Accepting disability
“Do you have a disability placard for your car yet?” Adelaide’s neuro-muscular specialist asked.
My breath caught in my throat. I looked away.
“No, but…” My voice trailed off as I realized she hadn’t asked me if we needed one - just if we already had one.
“We’ll get everything submitted for you and then you’ll have it if you want to use it.” She offered, as non-chalantly as if she’d been suggesting a dose of Tylenol.
I made it to our car before breaking down in tears - until then I had never considered Adelaide, then just a year old, disabled. But here was this doctor who after one examination determined that Adelaide was not only currently disabled but would be for the foreseeable future.
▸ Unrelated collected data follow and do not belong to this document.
use axum::{Json, extract::State, http::HeaderMap};
use chrono::Utc;
use groupfund_ledger::{GenerationReport, ReminderReport, SweepReport};
use groupfund_platform::{Ack, GenerateRequest, WeekRequest};
use tracing::info;

use crate::{ApiError, AppState, fund_error, require_cron};

pub(crate) async fn create_weekly_contributions(
    State(state): State<AppState>,
    headers: HeaderMap,
    Json(payload): Json<GenerateRequest>,
) -> Result<Json<Ack<GenerationReport>>, ApiError> {
    require_cron(&state, &headers)?;
    let report = state
        .ledger
        .generate_obligations(payload.into())
        .await
        .map_err(fund_error)?;

    let message = if report.created == 0 {
        format!("contributions for week {} already exist", report.week)
    } else {
        format!(
            "created {} contributions for week {}",
            report.created, report.week
        )
    };
    Ok(Json(Ack::new(message, report)))
}

pub(crate) async fn check_overdue(
    State(state): State<AppState>,
    headers: HeaderMap,
) -> Result<Json<Ack<SweepReport>>, ApiError> {
    require_cron(&state, &headers)?;
    let report = state
        .ledger
        .run_penalty_sweep(Utc::now())
        .await
        .map_err(fund_error)?;
    info!(
        "overdue sweep: {} processed, {} unchanged, {} failed",
        report.processed, report.unchanged, report.failed
    );

    Ok(Json(Ack::new(
        format!(
            "processed {} overdue contributions, sent {} notifications",
            report.processed, report.notifications_sent
        ),
        report,
    )))
}

pub(crate) async fn weekly_reminder(
    State(state): State<AppState>,
    headers: HeaderMap,
    Json(payload): Json<WeekRequest>,
) -> Result<Json<Ack<ReminderReport>>, ApiError> {
    require_cron(&state, &headers)?;
    let report = state
        .ledger
        .send_reminders(payload.week)
        .await
        .map_err(fund_error)?;

    Ok(Json(Ack::new(
        format!(
            "sent reminders to {}/{} members for week {}",
            report.notifications_sent, report.processed, report.week
        ),
        report,
    )))
}
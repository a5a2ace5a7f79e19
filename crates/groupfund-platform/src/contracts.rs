use chrono::{DateTime, NaiveDate, Utc};
use groupfund_core::{FundError, FundResult};
use groupfund_ledger::{
    GenerateObligations, IntentReceipt, IntentRequest, ManualConfirmation, TransferNotice,
};
use rust_decimal::Decimal;
use serde::{Deserialize, Serialize};
use serde_json::Value;
use uuid::Uuid;

#[derive(Debug, Clone, Serialize, Deserialize)]
pub struct LoginRequest {
    pub code: String,
}

#[derive(Debug, Clone, Serialize, Deserialize)]
#[serde(rename_all = "camelCase")]
pub struct LoginResponse {
    pub success: bool,
    pub token: String,
    pub expires_at: DateTime<Utc>,
}

#[derive(Debug, Clone, Serialize, Deserialize)]
#[serde(rename_all = "camelCase")]
pub struct AddTransactionRequest {
    pub user_id: Uuid,
    pub week: i32,
    pub amount: Decimal,
    pub transaction_id: String,
    #[serde(default)]
    pub transaction_time: Option<DateTime<Utc>>,
    #[serde(default)]
    pub note: Option<String>,
}

impl From<AddTransactionRequest> for ManualConfirmation {
    fn from(request: AddTransactionRequest) -> Self {
        Self {
            member_id: request.user_id,
            week: request.week,
            amount: request.amount,
            transaction_id: request.transaction_id,
            transaction_time: request.transaction_time,
            note: request.note,
        }
    }
}

#[derive(Debug, Clone, Serialize, Deserialize)]
#[serde(rename_all = "camelCase")]
pub struct CreatePaymentRequest {
    pub contribution_id: Uuid,
    pub user_id: Uuid,
    /// Informational; the contribution's own amount is always charged.
    #[serde(default)]
    pub amount: Option<Decimal>,
    #[serde(default)]
    pub order_info: Option<String>,
}

impl From<CreatePaymentRequest> for IntentRequest {
    fn from(request: CreatePaymentRequest) -> Self {
        Self {
            contribution_id: request.contribution_id,
            user_id: request.user_id,
            order_info: request.order_info,
        }
    }
}

#[derive(Debug, Clone, Serialize, Deserialize)]
#[serde(rename_all = "camelCase")]
pub struct CreatePaymentResponse {
    pub success: bool,
    pub order_id: String,
    pub payment_url: Option<String>,
    pub qr_code_url: Option<String>,
    pub deeplink: Option<String>,
}

impl From<IntentReceipt> for CreatePaymentResponse {
    fn from(receipt: IntentReceipt) -> Self {
        Self {
            success: true,
            order_id: receipt.order_id,
            payment_url: receipt.payment_url,
            qr_code_url: receipt.qr_code_url,
            deeplink: receipt.deeplink,
        }
    }
}

/// Wallet transfer notification for the memo-parsed entry point.
#[derive(Debug, Clone, Serialize, Deserialize)]
#[serde(rename_all = "camelCase")]
pub struct TransferNotification {
    pub transaction_id: Value,
    #[serde(default)]
    pub amount: Option<Value>,
    #[serde(default)]
    pub description: Option<String>,
    /// Epoch millis or RFC 3339.
    #[serde(default)]
    pub timestamp: Option<Value>,
    pub phone_number: String,
    #[serde(default)]
    pub partner_code: Option<String>,
}

impl TransferNotification {
    pub fn into_notice(self) -> FundResult<TransferNotice> {
        let transaction_id = match self.transaction_id {
            Value::String(id) => id,
            Value::Number(id) => id.to_string(),
            other => {
                return Err(FundError::validation(format!(
                    "transactionId must be a string or number, got {other}"
                )));
            }
        };
        let timestamp = match self.timestamp {
            None | Some(Value::Null) => None,
            Some(Value::Number(millis)) => millis
                .as_i64()
                .and_then(DateTime::from_timestamp_millis),
            Some(Value::String(text)) => DateTime::parse_from_rfc3339(&text)
                .ok()
                .map(|at| at.with_timezone(&Utc)),
            Some(_) => None,
        };

        Ok(TransferNotice {
            transaction_id,
            description: self.description.unwrap_or_default(),
            phone_number: self.phone_number,
            timestamp,
        })
    }
}

#[derive(Debug, Clone, Serialize, Deserialize)]
#[serde(rename_all = "camelCase")]
pub struct GenerateRequest {
    pub week: i32,
    pub amount: Decimal,
    pub due_date: NaiveDate,
}

impl From<GenerateRequest> for GenerateObligations {
    fn from(request: GenerateRequest) -> Self {
        Self {
            week: request.week,
            amount: request.amount,
            due_date: request.due_date,
        }
    }
}

#[derive(Debug, Clone, Serialize, Deserialize)]
pub struct WeekRequest {
    pub week: i32,
}

#[derive(Debug, Clone, Serialize, Deserialize)]
#[serde(rename_all = "camelCase")]
pub struct BroadcastRequest {
    #[serde(default)]
    pub message_type: Option<String>,
    #[serde(default)]
    pub week: Option<i32>,
    #[serde(default)]
    pub custom_message: Option<String>,
}

/// Either free text to a raw handle or member, or a templated notice
/// (`reminder`/`overdue`) for the member's week.
#[derive(Debug, Clone, Serialize, Deserialize)]
#[serde(rename_all = "camelCase")]
pub struct SendMessageRequest {
    #[serde(default)]
    pub user_id: Option<Uuid>,
    #[serde(default)]
    pub recipient: Option<String>,
    #[serde(default)]
    pub message: Option<String>,
    #[serde(default)]
    pub message_type: Option<String>,
    #[serde(default)]
    pub week: Option<i32>,
}

#[derive(Debug, Clone, Default, Serialize, Deserialize)]
#[serde(rename_all = "camelCase")]
pub struct ContributionQuery {
    #[serde(default)]
    pub user_id: Option<Uuid>,
    #[serde(default)]
    pub week: Option<i32>,
    #[serde(default)]
    pub status: Option<String>,
}

#[derive(Debug, Clone, Serialize, Deserialize)]
#[serde(rename_all = "camelCase")]
pub struct CreateContributionRequest {
    pub user_id: Uuid,
    pub week: i32,
    pub amount: Decimal,
    pub due_date: NaiveDate,
}

#[derive(Debug, Clone, Default, Serialize, Deserialize)]
pub struct MemberQuery {
    #[serde(default)]
    pub status: Option<String>,
}

#[derive(Debug, Clone, Serialize, Deserialize)]
pub struct MetaSubscription {
    #[serde(rename = "hub.mode", default)]
    pub mode: Option<String>,
    #[serde(rename = "hub.verify_token", default)]
    pub verify_token: Option<String>,
    #[serde(rename = "hub.challenge", default)]
    pub challenge: Option<String>,
}

/// Envelope for every mutating endpoint: `{success, message, ...fields}`.
#[derive(Debug, Clone, Serialize)]
pub struct Ack<T: Serialize> {
    pub success: bool,
    pub message: String,
    #[serde(flatten)]
    pub details: T,
}

impl<T: Serialize> Ack<T> {
    pub fn new(message: impl Into<String>, details: T) -> Self {
        Self {
            success: true,
            message: message.into(),
            details,
        }
    }
}

#[cfg(test)]
mod tests {
    use serde_json::json;

    use super::*;

    #[test]
    fn transfer_accepts_numeric_ids_and_millis() {
        let notification: TransferNotification = serde_json::from_value(json!({
            "transactionId": 9876543210u64,
            "amount": 50000,
            "description": "QUY_NHOM_TUAN_5_50000",
            "timestamp": 1705708800000u64,
            "phoneNumber": "0901234567",
            "partnerCode": "MOMO"
        }))
        .unwrap();

        let notice = notification.into_notice().unwrap();
        assert_eq!(notice.transaction_id, "9876543210");
        assert_eq!(
            notice.timestamp.unwrap().to_rfc3339(),
            "2024-01-20T00:00:00+00:00"
        );
    }

    #[test]
    fn transfer_timestamp_may_be_text_or_missing() {
        let notice = TransferNotification {
            transaction_id: json!("T1"),
            amount: None,
            description: None,
            timestamp: Some(json!("2024-01-20T07:30:00+07:00")),
            phone_number: "0901".into(),
            partner_code: None,
        }
        .into_notice()
        .unwrap();
        assert_eq!(notice.timestamp.unwrap().to_rfc3339(), "2024-01-20T00:30:00+00:00");
        assert_eq!(notice.description, "");

        let err = TransferNotification {
            transaction_id: json!(["T1"]),
            amount: None,
            description: None,
            timestamp: None,
            phone_number: "0901".into(),
            partner_code: None,
        }
        .into_notice()
        .unwrap_err();
        assert!(matches!(err, FundError::Validation { .. }));
    }

    #[test]
    fn ack_flattens_details() {
        let body = serde_json::to_value(Ack::new("done", json!({ "created": 3 }))).unwrap();
        assert_eq!(body, json!({ "success": true, "message": "done", "created": 3 }));
    }
}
Early intervention had labeled her as delayed or at a deficit but no one had ever said out loud to me that she was disabled.
Adelaide’s disability and medical differences were concepts I struggled with early on in our journey together. I was constantly questioning if this was somehow my fault - while simultaneously in disbelief that this was happening to our family, to my daughter. Recently, I realized that I have very few pictures of Adelaide from early hospital admissions. Looking back I know I was scared, an emotion which doesn’t exactly illicit an inclination for photo taking. But also I was ashamed and embarrassed. How many photos did I delete because she wasn’t looking at the camera or I thought she looked too sick or distant? I would hesitate to post pictures because she wasn’t smiling or because she was making the same expression while sitting in the same chair as the last picture I posted. Had I chosen not to take, save or share these photos because I wanted to be private that would be one thing - but it wasn’t for privacy’s sake.
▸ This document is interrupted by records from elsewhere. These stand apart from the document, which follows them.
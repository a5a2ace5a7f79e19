use anyhow::{Context, Result};
use chrono::{DateTime, NaiveDate, Utc};
use clap::{Parser, Subcommand};
use groupfund_ledger::{GenerateObligations, Ledger};
use groupfund_platform::{MomoClient, ServiceConfig, build_ledger};
use rust_decimal::Decimal;
use serde_json::Value;
use tracing::info;

/// One-shot batch jobs for cron triggers. Each prints its report as JSON.
#[derive(Debug, Parser)]
#[command(name = "groupfund-ops", version)]
struct Cli {
    #[command(subcommand)]
    command: Command,
}

#[derive(Debug, Subcommand)]
enum Command {
    /// Accrue penalties on contributions past the grace period.
    Sweep {
        /// Evaluate as of this instant instead of now (RFC 3339).
        #[arg(long)]
        at: Option<DateTime<Utc>>,
    },
    /// Create the week's contribution for every active member.
    Generate {
        #[arg(long)]
        week: i32,
        #[arg(long)]
        amount: Decimal,
        #[arg(long)]
        due_date: NaiveDate,
    },
    /// Remind members who have not paid the week.
    Remind {
        #[arg(long)]
        week: i32,
    },
    /// Mark contributions paid when a successful transaction already exists.
    Repair,
    /// Ask the wallet provider for the state of one order.
    Status {
        #[arg(long)]
        order_id: String,
    },
}

#[tokio::main]
async fn main() -> Result<()> {
    tracing_subscriber::fmt()
        .with_env_filter(
            std::env::var("RUST_LOG").unwrap_or_else(|_| "groupfund_ops=info".to_string()),
        )
        .init();

    let cli = Cli::parse();
    let config = ServiceConfig::worker_from_env()?;

    let report = match cli.command {
        Command::Status { order_id } => {
            let status = MomoClient::new(config.momo.clone())
                .query_status(&order_id, &order_id)
                .await
                .with_context(|| format!("status query for {order_id} failed"))?;
            info!("order {order_id} paid: {}", status.is_paid());
            serde_json::to_value(status)?
        }
        command => {
            let ledger = build_ledger(&config).await?;
            run(&ledger, command).await?
        }
    };
    println!("{}", serde_json::to_string_pretty(&report)?);
    Ok(())
}

async fn run(ledger: &Ledger, command: Command) -> Result<Value> {
    let report = match command {
        Command::Sweep { at } => {
            let now = at.unwrap_or_else(Utc::now);
            info!("running penalty sweep as of {now}");
            let report = ledger
                .run_penalty_sweep(now)
                .await
                .context("penalty sweep failed")?;
            serde_json::to_value(report)?
        }
        Command::Generate {
            week,
            amount,
            due_date,
        } => {
            let report = ledger
                .generate_obligations(GenerateObligations {
                    week,
                    amount,
                    due_date,
                })
                .await
                .with_context(|| format!("failed to generate week {week}"))?;
            serde_json::to_value(report)?
        }
        Command::Remind { week } => {
            let report = ledger
                .send_reminders(week)
                .await
                .with_context(|| format!("failed to send week {week} reminders"))?;
            serde_json::to_value(report)?
        }
        Command::Repair => {
            let report = ledger
                .repair_settled()
                .await
                .context("transaction repair failed")?;
            serde_json::to_value(report)?
        }
        Command::Status { .. } => anyhow::bail!("status queries the provider, not the ledger"),
    };

    Ok(report)
}

#[cfg(test)]
mod tests {
    use std::sync::Arc;
    use std::time::Duration;

    use groupfund_core::{CreateMember, MemberStore, ObligationStatus, ObligationStore};
    use groupfund_ledger::LedgerConfig;
    use groupfund_store::{InMemoryFundStore, RecordingNotifier, StaticPaymentProvider};

    use super::*;

    fn ledger() -> (Ledger, Arc<InMemoryFundStore>) {
        let store = Arc::new(InMemoryFundStore::new());
        let config = LedgerConfig {
            notification_pacing: Duration::ZERO,
            ..LedgerConfig::default()
        };
        let ledger = Ledger::new(
            store.clone(),
            Arc::new(RecordingNotifier::new()),
            Arc::new(StaticPaymentProvider::new("sig")),
            config,
        )
        .unwrap();
        (ledger, store)
    }

    #[test]
    fn parses_generate_arguments() {
        let cli = Cli::try_parse_from([
            "groupfund-ops",
            "generate",
            "--week",
            "5",
            "--amount",
            "50000",
            "--due-date",
            "2024-01-07",
        ])
        .unwrap();

        match cli.command {
            Command::Generate {
                week,
                amount,
                due_date,
            } => {
                assert_eq!(week, 5);
                assert_eq!(amount, Decimal::new(50_000, 0));
                assert_eq!(due_date, NaiveDate::from_ymd_opt(2024, 1, 7).unwrap());
            }
            other => panic!("unexpected command {other:?}"),
        }
    }

    #[test]
    fn rejects_malformed_dates() {
        assert!(
            Cli::try_parse_from([
                "groupfund-ops",
                "generate",
                "--week",
                "5",
                "--amount",
                "50000",
                "--due-date",
                "07/01/2024",
            ])
            .is_err()
        );
        assert!(Cli::try_parse_from(["groupfund-ops", "remind"]).is_err());
        assert!(Cli::try_parse_from(["groupfund-ops", "status"]).is_err());
    }

    #[test]
    fn parses_status_order() {
        let cli =
            Cli::try_parse_from(["groupfund-ops", "status", "--order-id", "CONTRIB_1"]).unwrap();
        assert!(matches!(cli.command, Command::Status { order_id } if order_id == "CONTRIB_1"));
    }

    #[tokio::test]
    async fn generate_then_sweep_reports_json() {
        let (ledger, store) = ledger();
        let member = store
            .create_member(CreateMember {
                name: "Lan".into(),
                phone: "0901000001".into(),
                status: None,
            })
            .await
            .unwrap();

        let generated = run(
            &ledger,
            Command::Generate {
                week: 2,
                amount: Decimal::new(50_000, 0),
                due_date: NaiveDate::from_ymd_opt(2024, 1, 7).unwrap(),
            },
        )
        .await
        .unwrap();
        assert_eq!(generated["created"], 1);

        let at = "2024-01-20T00:00:00Z".parse().unwrap();
        let swept = run(&ledger, Command::Sweep { at: Some(at) }).await.unwrap();
        assert_eq!(swept["processed"], 1);

        let obligation = store.find_obligation(member.id, 2).await.unwrap().unwrap();
        assert_eq!(obligation.status, ObligationStatus::Overdue);
        assert_eq!(obligation.penalty, Decimal::new(10_000, 0));
    }
}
At the time I knew very few families with sick or disabled children and my denial that this would be a life-long medical issue prevented me from connecting with relatable families. Additionally, I was afraid of oversharing on social media and honestly, had little comprehension of what was actually going on with Adelaide so I didn’t really know what to tell anyone anyway. What if I said the wrong thing? What if I made the wrong decision? What if I did this kind of parenting wrong?
When the placard came in the mail I cried some more and then stuffed it in the back of our junk drawer. I didn’t want to look at it or acknowledge it existed - this devastating symbol of how the world saw my daughter and what they thought she would or wouldn’t be able to accomplish - and it stayed there for almost a year.
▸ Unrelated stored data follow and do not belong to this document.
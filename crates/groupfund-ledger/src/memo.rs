use std::str::FromStr;

use groupfund_core::{FundError, FundResult};
use regex::Regex;
use rust_decimal::Decimal;

/// Textual markers a group-fund transfer memo must carry,
/// e.g. `QUY_NHOM_TUAN_5_100000`.
#[derive(Debug, Clone, PartialEq, Eq)]
pub struct MemoFormat {
    pub tag: String,
    pub period_marker: String,
}

impl Default for MemoFormat {
    fn default() -> Self {
        Self {
            tag: "QUY_NHOM".to_string(),
            period_marker: "TUAN".to_string(),
        }
    }
}

#[derive(Debug, Clone, Copy, PartialEq, Eq)]
pub struct ParsedMemo {
    pub week: i32,
    pub amount: Decimal,
}

#[derive(Debug, Clone)]
pub struct MemoParser {
    tag: String,
    marker: String,
    period: Regex,
    amount: Regex,
}

impl MemoParser {
    pub fn new(format: &MemoFormat) -> FundResult<Self> {
        let tag = format.tag.trim().to_uppercase();
        let marker = format.period_marker.trim().to_uppercase();
        if tag.is_empty() || marker.is_empty() {
            return Err(FundError::validation("memo tag and period marker are required"));
        }

        let period = Regex::new(&format!(r"(?i){}[_\s]*(\d+)", regex::escape(&marker)))
            .map_err(|err| FundError::validation(format!("invalid memo period marker: {err}")))?;
        let amount = Regex::new(r"(\d+)\s*$")
            .map_err(|err| FundError::validation(format!("invalid memo amount pattern: {err}")))?;

        Ok(Self {
            tag,
            marker,
            period,
            amount,
        })
    }

    /// `None` for anything that is not a group-fund transfer.
    pub fn parse(&self, memo: &str) -> Option<ParsedMemo> {
        let upper = memo.to_uppercase();
        if !upper.contains(&self.tag) || !upper.contains(&self.marker) {
            return None;
        }

        let period = self.period.captures(memo)?.get(1)?;
        let amount = self.amount.captures(memo)?.get(1)?;
        // The trailing digits must be their own token, not the period number.
        if amount.start() < period.end() {
            return None;
        }

        Some(ParsedMemo {
            week: period.as_str().parse().ok()?,
            amount: Decimal::from_str(amount.as_str()).ok()?,
        })
    }
}

#[cfg(test)]
mod tests {
    use super::*;

    fn parser() -> MemoParser {
        MemoParser::new(&MemoFormat::default()).unwrap()
    }

    #[test]
    fn parses_period_and_amount() {
        assert_eq!(
            parser().parse("QUY_NHOM_TUAN_5_100000"),
            Some(ParsedMemo {
                week: 5,
                amount: Decimal::new(100_000, 0),
            })
        );
    }

    #[test]
    fn tolerates_prefixes_spacing_and_case() {
        assert_eq!(
            parser().parse("Chuyen tien quy_nhom tuan 12 50000 "),
            Some(ParsedMemo {
                week: 12,
                amount: Decimal::new(50_000, 0),
            })
        );
    }

    #[test]
    fn ignores_unrelated_memos() {
        assert_eq!(parser().parse("random text"), None);
        assert_eq!(parser().parse("TUAN_5_100000"), None);
        assert_eq!(parser().parse("QUY_NHOM_100000"), None);
    }

    #[test]
    fn period_alone_is_not_an_amount() {
        assert_eq!(parser().parse("QUY_NHOM_TUAN_5"), None);
    }

    #[test]
    fn rejects_empty_markers() {
        let err = MemoParser::new(&MemoFormat {
            tag: " ".into(),
            period_marker: "TUAN".into(),
        })
        .unwrap_err();
        assert!(matches!(err, FundError::Validation { .. }));
    }
}
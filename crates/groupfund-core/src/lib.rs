pub mod error;
pub mod gateway;
pub mod models;
pub mod storage;

pub use error::{FundError, FundResult};
pub use gateway::{
    BroadcastReport, NotificationGateway, PaymentIntent, PaymentIntentProvider,
    PaymentIntentRequest, WebhookPayload,
};
pub use models::{
    CreateMember, Member, MemberStatus, NewObligation, NewPaymentTransaction, Obligation,
    ObligationFilter, ObligationStatus, PaymentTransaction, Schedule, ScheduleCadence,
    ScheduleInput, TransactionStatus, UpdateMember,
};
pub use storage::{
    FundStore, MemberStore, ObligationStore, ScheduleStore, Settlement, SettlementRecord,
    TransactionStore,
};
pub mod config;
pub mod contracts;
pub mod db;
pub mod momo;
pub mod notify;
pub mod pg_store;
pub mod runtime;
pub mod session;
pub mod signing;

pub use config::{
    AuthConfig, MetaConfig, MomoConfig, MomoEnvironment, NotifierBackend, NotifierConfig,
    ServiceConfig, StoreBackend, ZaloConfig,
};
pub use contracts::{
    Ack, AddTransactionRequest, BroadcastRequest, ContributionQuery, CreateContributionRequest,
    CreatePaymentRequest, CreatePaymentResponse, GenerateRequest, LoginRequest, LoginResponse,
    MemberQuery, MetaSubscription, SendMessageRequest, TransferNotification, WeekRequest,
};
pub use db::{apply_schema, connect_database};
pub use momo::{MomoClient, PaymentStatus};
pub use notify::{
    DisabledNotifier, MetaNotifier, ZaloNotifier, build_notifier, verify_meta_subscription,
};
pub use pg_store::PgFundStore;
pub use runtime::{build_ledger, build_store};
pub use session::{AdminAuth, AdminSession, bearer_token};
I’m not proud of these early reactions and can only be honest about them now because I acknowledge how much I’ve grown since then. I couldn’t tell you when exactly the shift occurred - when the shame gave way to pride. But eventually I accepted that Adelaide wasn’t normal or the friendlier version of that word, ‘typical’. She was medically complex, she was disabled, she was significantly delayed in every possible way. It took accepting her and her atypical qualities before I felt comfortable sharing her and our journey in a more public way.
By the time Adelaide was two she was significantly sicker, heavier, and traveling with more equipment. Being able to park closer to building entrances was no longer a convenience but a necessity. I dug the placard out, attached it to the rearview mirror and was surprised to find that I no longer resented the bright yellow wheelchair pictured on that piece of plastic with its reflective tape strips. I was able to accept the placard just as I had eventually accepted my daughter.
In time I was able to take pride in my Adelaide’s strength, determination and fight. Yes, she was disabled and medically complex - these were indisputable and defining characteristics - but they were not cause for shame. I felt powerful as her advocate: authoritative, informed and decisive - also overwhelmed, anxious and self-doubting. But there were few situations that gave me a bigger rush than going toe to toe with a doctor and holding the line for Adelaide’s best interests.
The first time I got in the driver’s seat of our car after Adelaide died the reflective tape on that placard caught the corner of my eye. A blatant visual reminder of our loss. I resisted the urge to remove it reminding myself that her carseat also still sat behind me along with various hospital blankets that littered the back seat. But that placard had taken on much more meaning than the carseat or blankets. I made it about halfway down the street before tearing it off the rearview mirror and throwing it on the floor of the car. Once a symbol of my fear, shame and ignorance that silly placard had taken on pieces of our identity as a family with a disabled child. An identity we could no longer claim in the present but that I will hold on to with pride as part of our past.